**What you should do:** How many of the lines below have "iter" in them? Say the number and nothing more.

(Collected data)

#[cfg(test)]
pub(crate) mod tests {
  use super::*;

  /// 256K chunks of four 64K blocks, one arena.
  pub(crate) fn small_config() -> Config {
    Config {
      system_allocation_size_log: 18,
      blocks_per_allocation_log: 2,
      arena_count: 1,
      cache_slots: 2,
      ..Config::default()
    }
  }

  fn heap(cfg: Config) -> Heap {
    Heap::new(cfg).unwrap()
  }

  #[test]
  fn zero_bytes_get_the_sentinel() {
    let h = heap(small_config());
    let p = h.malloc(0).unwrap();
    assert_eq!(p, zero_size_ptr());
    unsafe {
      h.free(p.as_ptr());
      h.free(core::ptr::null_mut());
      assert_eq!(h.realloc(p.as_ptr(), 0).unwrap(), zero_size_ptr());
    }
    assert_eq!(zero_size_ptr().as_ptr() as usize % h.alignment(), 0);
  }

  #[test]
  fn slices_share_a_block_and_stay_aligned() {
    let h = heap(small_config());
    let a = h.malloc(24).unwrap();
    let b = h.malloc(100).unwrap();
    assert_eq!(a.as_ptr() as usize % 16, 0);
    assert_eq!(b.as_ptr() as usize - a.as_ptr() as usize, 32);
    unsafe {
      h.free(a.as_ptr());
      h.free(b.as_ptr());
    }
  }

  #[test]
  fn sole_owner_block_restarts_from_the_top() {
    let h = heap(small_config());
    let a = h.malloc(64).unwrap();
    unsafe { h.free(a.as_ptr()) };
    let b = h.malloc(64).unwrap();
    assert_eq!(a, b);
    unsafe { h.free(b.as_ptr()) };
  }

  #[test]
  fn newest_slice_grows_in_place() {
    let h = heap(small_config());
    let p = h.malloc(32).unwrap();
    unsafe {
      p.as_ptr().write_bytes(7, 32);
      let q = h.realloc(p.as_ptr(), 4000).unwrap();
      assert_eq!(p, q);
      assert!(core::slice::from_raw_parts(q.as_ptr(), 32).iter().all(|&b| b == 7));

      // Another slice lands after it, so the next growth must move.
      let other = h.malloc(16).unwrap();
      let r = h.realloc(q.as_ptr(), 8000).unwrap();
      assert_ne!(q, r);
      assert!(core::slice::from_raw_parts(r.as_ptr(), 32).iter().all(|&b| b == 7));
      h.free(other.as_ptr());
      h.free(r.as_ptr());
    }
  }

  #[test]
  fn realloc_moving_into_its_own_block_keeps_the_prefix() {
    let h = heap(small_config());
    let p = h.malloc(64).unwrap();
    let other = h.malloc(16).unwrap();
    unsafe {
      for i in 0..64 {
        p.as_ptr().add(i).write(i as u8);
      }
      // The new slice starts right after `other`, inside the 1000 bytes
      // read from `p`.
      let q = h.realloc(p.as_ptr(), 1000).unwrap();
      let gap = q.as_ptr() as usize - p.as_ptr() as usize;
      assert!(gap > 0 && gap < 1000, "gap {gap}");
      for i in 0..64 {
        assert_eq!(*q.as_ptr().add(i), i as u8);
      }
      h.free(other.as_ptr());
      h.free(q.as_ptr());
    }
  }

  #[test]
  fn sizes_route_to_their_tier() {
    let h = heap(small_config());
    let small = h.malloc(h.block_limit()).unwrap();
    let big = h.malloc(h.block_limit() + 1).unwrap();
    let mapped = h.malloc(h.big_limit() + 1).unwrap();
    unsafe {
      assert!(matches!(h.geo.resolve(small.as_ptr()), Some(Region::Chunk(_))));
      assert!(matches!(h.geo.resolve(big.as_ptr()), Some(Region::Big(_))));
      assert!(matches!(h.geo.resolve(mapped.as_ptr()), Some(Region::Mapped(_))));
      assert!(h.usable_size(mapped.as_ptr()) >= h.big_limit() + 1);
      h.free(small.as_ptr());
      h.free(big.as_ptr());
      h.free(mapped.as_ptr());
    }
  }

  #[test]
  fn big_tier_disabled_goes_straight_to_mappings() {
    let h = heap(Config {
      enable_big_alloc: false,
      ..small_config()
    });
    let p = h.malloc(h.block_limit() + 1).unwrap();
    unsafe {
      assert!(matches!(h.geo.resolve(p.as_ptr()), Some(Region::Mapped(_))));
      h.free(p.as_ptr());
    }
  }

  #[test]
  fn calloc_zeroes_reused_memory() {
    let h = heap(small_config());
    let p = h.malloc(256).unwrap();
    let keep = h.malloc(16).unwrap();
    unsafe {
      p.as_ptr().write_bytes(0xEE, 256);
      h.free(p.as_ptr());
    }
    let q = h.calloc(16, 16).unwrap();
    unsafe {
      assert!(core::slice::from_raw_parts(q.as_ptr(), 256).iter().all(|&b| b == 0));
      h.free(q.as_ptr());
      h.free(keep.as_ptr());
    }
  }

  #[test]
  fn calloc_overflow_is_an_error() {
    let h = heap(small_config());
    assert_eq!(
      h.calloc(usize::MAX, 2),
      Err(Error::SizeOverflow { count: usize::MAX, size: 2 })
    );
  }

  #[test]
  fn foreign_pointers_are_tolerated() {
    let h = heap(small_config());
    let bogus = 16 as *mut u8;
    unsafe {
      h.free(bogus);
      assert_eq!(h.realloc(bogus, 8), Err(Error::InvalidPointer { addr: 16 }));
      assert_eq!(h.usable_size(bogus), 0);
    }
  }

  #[test]
  fn over_aligned_requests_are_padded() {
    let h = heap(small_config());
    for align in [32, 256, 4096] {
      let p = h.malloc_aligned(100, align).unwrap();
      assert_eq!(p.as_ptr() as usize % align, 0);
      unsafe { h.free(p.as_ptr()) };
    }
    assert_eq!(
      h.malloc_aligned(8, 3),
      Err(Error::UnsupportedAlignment { align: 3 })
    );
    assert_eq!(
      h.malloc_aligned(8, h.chunk_size()),
      Err(Error::UnsupportedAlignment { align: h.chunk_size() })
    );
  }

  #[test]
  fn over_aligned_requests_past_the_big_tier_are_mapped() {
    let h = heap(small_config());
    for align in [64, 4096, h.chunk_size() / 2] {
      let size = 2 * h.chunk_size();
      let p = h.malloc_aligned(size, align).unwrap();
      assert_eq!(p.as_ptr() as usize % align, 0);
      unsafe {
        assert!(matches!(h.geo.resolve(p.as_ptr()), Some(Region::Mapped(_))));
        assert!(h.usable_size(p.as_ptr()) >= size);
        p.as_ptr().write(3);
        p.as_ptr().add(size - 1).write(4);

        let q = h.realloc(p.as_ptr(), 3 * h.chunk_size()).unwrap();
        assert_eq!(q.as_ptr() as usize % align, 0);
        assert_eq!(*q.as_ptr(), 3);
        assert_eq!(*q.as_ptr().add(size - 1), 4);
        h.free(q.as_ptr());
      }
    }
    assert_eq!(
      h.malloc_aligned(usize::MAX - 8, 64),
      Err(Error::OutOfMemory { requested: usize::MAX - 8 })
    );
  }

  #[test]
  fn mapped_resize_keeps_the_prefix() {
    let h = heap(small_config());
    let p = h.mmap_alloc(10).unwrap();
    unsafe {
      for i in 0..10 {
        p.as_ptr().add(i).write(i as u8);
      }
      let q = h.realloc(p.as_ptr(), 4 * h.chunk_size()).unwrap();
      for i in 0..10 {
        assert_eq!(*q.as_ptr().add(i), i as u8);
      }
      q.as_ptr().add(4 * h.chunk_size() - 1).write(1);
      let r = h.realloc(q.as_ptr(), 100).unwrap();
      assert!(matches!(h.geo.resolve(r.as_ptr()), Some(Region::Chunk(_))));
      assert_eq!(*r.as_ptr().add(9), 9);
      h.free(r.as_ptr());
    }
  }

  #[test]
  fn after_fork_unlocks_a_stranded_arena() {
    let h = heap(small_config());
    core::mem::forget(h.arenas[0].slot.lock());
    core::mem::forget(h.pool.lock());
    assert!(h.arenas[0].slot.try_lock().is_none());
    unsafe { h.after_fork() };
    let p = h.malloc(8).unwrap();
    unsafe { h.free(p.as_ptr()) };
  }

  #[test]
  fn teardown_leaves_a_usable_heap() {
    let h = heap(small_config());
    let p = h.malloc(1000).unwrap();
    unsafe { h.free(p.as_ptr()) };
    h.teardown();
    h.teardown();
    assert_eq!(h.pool.lock().free.len(), 0);
    assert_eq!(h.pool.lock().cache.len(), 0);
    let q = h.malloc(1000).unwrap();
    unsafe { h.free(q.as_ptr()) };
  }
}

**Reply to the exercise:** 3